§ WORK INSTRUCTION
Each entry in this listing needs to be written out again, word for word.

§ AVAILABLE DATA

--*--

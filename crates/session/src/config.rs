//! Entitlement configuration: admin credentials, code allowlist, checkout.
//!
//! The credential pair and valid-code set are fixed data shipped with the
//! app, not user data. They are injectable so tests can substitute
//! fixtures without touching the matching logic.

use std::collections::HashSet;

use secrecy::{ExposeSecret, SecretString};

use afroman_core::{Price, VerificationCode};

/// The external checkout link opened in the device browser. The app never
/// observes its outcome; completion is inferred from manual code entry.
const CHECKOUT_URL: &str = "https://buy.stripe.com/7sYdRb1Nj5xCfSlfKd6Na07";

/// Verification codes handed out after a completed checkout.
const BUILTIN_CODES: [&str; 3] = ["AFROMAN2025", "PREMIUM2025", "EXCLUSIVE2025"];

const BUILTIN_ADMIN_USERNAME: &str = "admin";
const BUILTIN_ADMIN_PASSWORD: &str = "afroman2025";

/// Subscription price in cents, for display ($19.99 one-time).
const SUBSCRIPTION_PRICE_CENTS: i64 = 1999;

/// The configured admin credential pair.
///
/// Implements `Debug` manually to redact the password.
#[derive(Clone)]
pub struct AdminCredentials {
    username: String,
    password: SecretString,
}

impl AdminCredentials {
    /// Create a credential pair.
    #[must_use]
    pub fn new(username: impl Into<String>, password: impl Into<String>) -> Self {
        Self {
            username: username.into(),
            password: SecretString::from(password.into()),
        }
    }

    /// Exact, case-sensitive match on both fields. No trimming.
    #[must_use]
    pub fn matches(&self, username: &str, password: &str) -> bool {
        self.username == username && self.password.expose_secret() == password
    }
}

impl std::fmt::Debug for AdminCredentials {
    fn fmt(&self, f: &mut std::fmt::Formatter<'_>) -> std::fmt::Result {
        f.debug_struct("AdminCredentials")
            .field("username", &self.username)
            .field("password", &"[REDACTED]")
            .finish()
    }
}

/// Injectable entitlement configuration.
#[derive(Debug, Clone)]
pub struct EntitlementConfig {
    admin: AdminCredentials,
    valid_codes: HashSet<VerificationCode>,
    checkout_url: String,
    subscription_price: Price,
}

impl EntitlementConfig {
    /// Create a configuration from explicit parts.
    #[must_use]
    pub fn new(
        admin: AdminCredentials,
        valid_codes: impl IntoIterator<Item = VerificationCode>,
        checkout_url: impl Into<String>,
        subscription_price: Price,
    ) -> Self {
        Self {
            admin,
            valid_codes: valid_codes.into_iter().collect(),
            checkout_url: checkout_url.into(),
            subscription_price,
        }
    }

    /// The configuration shipped with the app.
    #[must_use]
    pub fn builtin() -> Self {
        let valid_codes = BUILTIN_CODES
            .iter()
            .filter_map(|code| VerificationCode::parse(code).ok())
            .collect();

        Self {
            admin: AdminCredentials::new(BUILTIN_ADMIN_USERNAME, BUILTIN_ADMIN_PASSWORD),
            valid_codes,
            checkout_url: CHECKOUT_URL.to_owned(),
            subscription_price: Price::from_cents(SUBSCRIPTION_PRICE_CENTS),
        }
    }

    /// The configured admin credential pair.
    #[must_use]
    pub const fn admin(&self) -> &AdminCredentials {
        &self.admin
    }

    /// Whether a normalized code is in the allowlist.
    #[must_use]
    pub fn is_valid_code(&self, code: &VerificationCode) -> bool {
        self.valid_codes.contains(code)
    }

    /// The external checkout URL.
    #[must_use]
    pub fn checkout_url(&self) -> &str {
        &self.checkout_url
    }

    /// The one-time subscription price, for display.
    #[must_use]
    pub const fn subscription_price(&self) -> Price {
        self.subscription_price
    }
}

impl Default for EntitlementConfig {
    fn default() -> Self {
        Self::builtin()
    }
}

#[cfg(test)]
#[allow(clippy::unwrap_used)]
mod tests {
    use super::*;

    #[test]
    fn test_matches_is_exact_and_case_sensitive() {
        let admin = AdminCredentials::new("admin", "afroman2025");
        assert!(admin.matches("admin", "afroman2025"));
        assert!(!admin.matches("Admin", "afroman2025"));
        assert!(!admin.matches("admin", "AFROMAN2025"));
        assert!(!admin.matches("admin", " afroman2025"));
        assert!(!admin.matches("", ""));
    }

    #[test]
    fn test_debug_redacts_password() {
        let admin = AdminCredentials::new("admin", "afroman2025");
        let debug = format!("{admin:?}");
        assert!(debug.contains("[REDACTED]"));
        assert!(!debug.contains("afroman2025"));
    }

    #[test]
    fn test_builtin_codes_accepted() {
        let config = EntitlementConfig::builtin();
        for code in ["AFROMAN2025", "PREMIUM2025", "EXCLUSIVE2025"] {
            let code = VerificationCode::parse(code).unwrap();
            assert!(config.is_valid_code(&code), "expected {code} to be valid");
        }
    }

    #[test]
    fn test_unknown_code_rejected() {
        let config = EntitlementConfig::builtin();
        let code = VerificationCode::parse("NOTACODE").unwrap();
        assert!(!config.is_valid_code(&code));
    }

    #[test]
    fn test_fixture_config_substitutes_allowlist() {
        let config = EntitlementConfig::new(
            AdminCredentials::new("root", "hunter2"),
            [VerificationCode::parse("TESTCODE").unwrap()],
            "https://pay.example.com/checkout",
            Price::from_cents(500),
        );
        assert!(config.admin().matches("root", "hunter2"));
        assert!(config.is_valid_code(&VerificationCode::parse("testcode").unwrap()));
        assert!(!config.is_valid_code(&VerificationCode::parse("AFROMAN2025").unwrap()));
        assert_eq!(config.checkout_url(), "https://pay.example.com/checkout");
        assert_eq!(config.subscription_price().display(), "$5.00");
    }
}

--*--

§ SOLUTION TO THE EXERCISE
filename crates/session/src/config.rs
//! Entitlement configuration: admin credentials, code allowlist, checkout.
//!
//! The credential pair and valid-code set are fixed data shipped with the
//! app, not user data. They are injectable so tests can substitute
//! fixtures without touching the matching logic.

use std::collections::HashSet;

use secrecy::{ExposeSecret, SecretString};

use afroman_core::{Price, VerificationCode};

/// The external checkout link opened in the device browser. The app never
/// observes its outcome; completion is inferred from manual code entry.
const CHECKOUT_URL: &str = "https://buy.stripe.com/7sYdRb1Nj5xCfSlfKd6Na07";

/// Verification codes handed out after a completed checkout.
const BUILTIN_CODES: [&str; 3] = ["AFROMAN2025", "PREMIUM2025", "EXCLUSIVE2025"];

const BUILTIN_ADMIN_USERNAME: &str = "admin";
const BUILTIN_ADMIN_PASSWORD: &str = "afroman2025";

/// Subscription price in cents, for display ($19.99 one-time).
const SUBSCRIPTION_PRICE_CENTS: i64 = 1999;

/// The configured admin credential pair.
///
/// Implements `Debug` manually to redact the password.
#[derive(Clone)]
pub struct AdminCredentials {
    username: String,
    password: SecretString,
}

impl AdminCredentials {
    /// Create a credential pair.
    #[must_use]
    pub fn new(username: impl Into<String>, password: impl Into<String>) -> Self {
        Self {
            username: username.into(),
            password: SecretString::from(password.into()),
        }
    }

    /// Exact, case-sensitive match on both fields. No trimming.
    #[must_use]
    pub fn matches(&self, username: &str, password: &str) -> bool {
        self.username == username && self.password.expose_secret() == password
    }
}

impl std::fmt::Debug for AdminCredentials {
    fn fmt(&self, f: &mut std::fmt::Formatter<'_>) -> std::fmt::Result {
        f.debug_struct("AdminCredentials")
            .field("username", &self.username)
            .field("password", &"[REDACTED]")
            .finish()
    }
}

/// Injectable entitlement configuration.
#[derive(Debug, Clone)]
pub struct EntitlementConfig {
    admin: AdminCredentials,
    valid_codes: HashSet<VerificationCode>,
    checkout_url: String,
    subscription_price: Price,
}

impl EntitlementConfig {
    /// Create a configuration from explicit parts.
    #[must_use]
    pub fn new(
        admin: AdminCredentials,
        valid_codes: impl IntoIterator<Item = VerificationCode>,
        checkout_url: impl Into<String>,
        subscription_price: Price,
    ) -> Self {
        Self {
            admin,
            valid_codes: valid_codes.into_iter().collect(),
            checkout_url: checkout_url.into(),
            subscription_price,
        }
    }

    /// The configuration shipped with the app.
    #[must_use]
    pub fn builtin() -> Self {
        let valid_codes = BUILTIN_CODES
            .iter()
            .filter_map(|code| VerificationCode::parse(code).ok())
            .collect();

        Self {
            admin: AdminCredentials::new(BUILTIN_ADMIN_USERNAME, BUILTIN_ADMIN_PASSWORD),
            valid_codes,
            checkout_url: CHECKOUT_URL.to_owned(),
            subscription_price: Price::from_cents(SUBSCRIPTION_PRICE_CENTS),
        }
    }

    /// The configured admin credential pair.
    #[must_use]
    pub const fn admin(&self) -> &AdminCredentials {
        &self.admin
    }

    /// Whether a normalized code is in the allowlist.
    #[must_use]
    pub fn is_valid_code(&self, code: &VerificationCode) -> bool {
        self.valid_codes.contains(code)
    }

    /// The external checkout URL.
    #[must_use]
    pub fn checkout_url(&self) -> &str {
        &self.checkout_url
    }

    /// The one-time subscription price, for display.
    #[must_use]
    pub const fn subscription_price(&self) -> Price {
        self.subscription_price
    }
}

impl Default for EntitlementConfig {
    fn default() -> Self {
        Self::builtin()
    }
}

#[cfg(test)]
#[allow(clippy::unwrap_used)]
mod tests {
    use super::*;

    #[test]
    fn test_matches_is_exact_and_case_sensitive() {
        let admin = AdminCredentials::new("admin", "afroman2025");
        assert!(admin.matches("admin", "afroman2025"));
        assert!(!admin.matches("Admin", "afroman2025"));
        assert!(!admin.matches("admin", "AFROMAN2025"));
        assert!(!admin.matches("admin", " afroman2025"));
        assert!(!admin.matches("", ""));
    }

    #[test]
    fn test_debug_redacts_password() {
        let admin = AdminCredentials::new("admin", "afroman2025");
        let debug = format!("{admin:?}");
        assert!(debug.contains("[REDACTED]"));
        assert!(!debug.contains("afroman2025"));
    }

    #[test]
    fn test_builtin_codes_accepted() {
        let config = EntitlementConfig::builtin();
        for code in ["AFROMAN2025", "PREMIUM2025", "EXCLUSIVE2025"] {
            let code = VerificationCode::parse(code).unwrap();
            assert!(config.is_valid_code(&code), "expected {code} to be valid");
        }
    }

    #[test]
    fn test_unknown_code_rejected() {
        let config = EntitlementConfig::builtin();
        let code = VerificationCode::parse("NOTACODE").unwrap();
        assert!(!config.is_valid_code(&code));
    }

    #[test]
    fn test_fixture_config_substitutes_allowlist() {
        let config = EntitlementConfig::new(
            AdminCredentials::new("root", "hunter2"),
            [VerificationCode::parse("TESTCODE").unwrap()],
            "https://pay.example.com/checkout",
            Price::from_cents(500),
        );
        assert!(config.admin().matches("root", "hunter2"));
        assert!(config.is_valid_code(&VerificationCode::parse("testcode").unwrap()));
        assert!(!config.is_valid_code(&VerificationCode::parse("AFROMAN2025").unwrap()));
        assert_eq!(config.checkout_url(), "https://pay.example.com/checkout");
        assert_eq!(config.subscription_price().display(), "$5.00");
    }
}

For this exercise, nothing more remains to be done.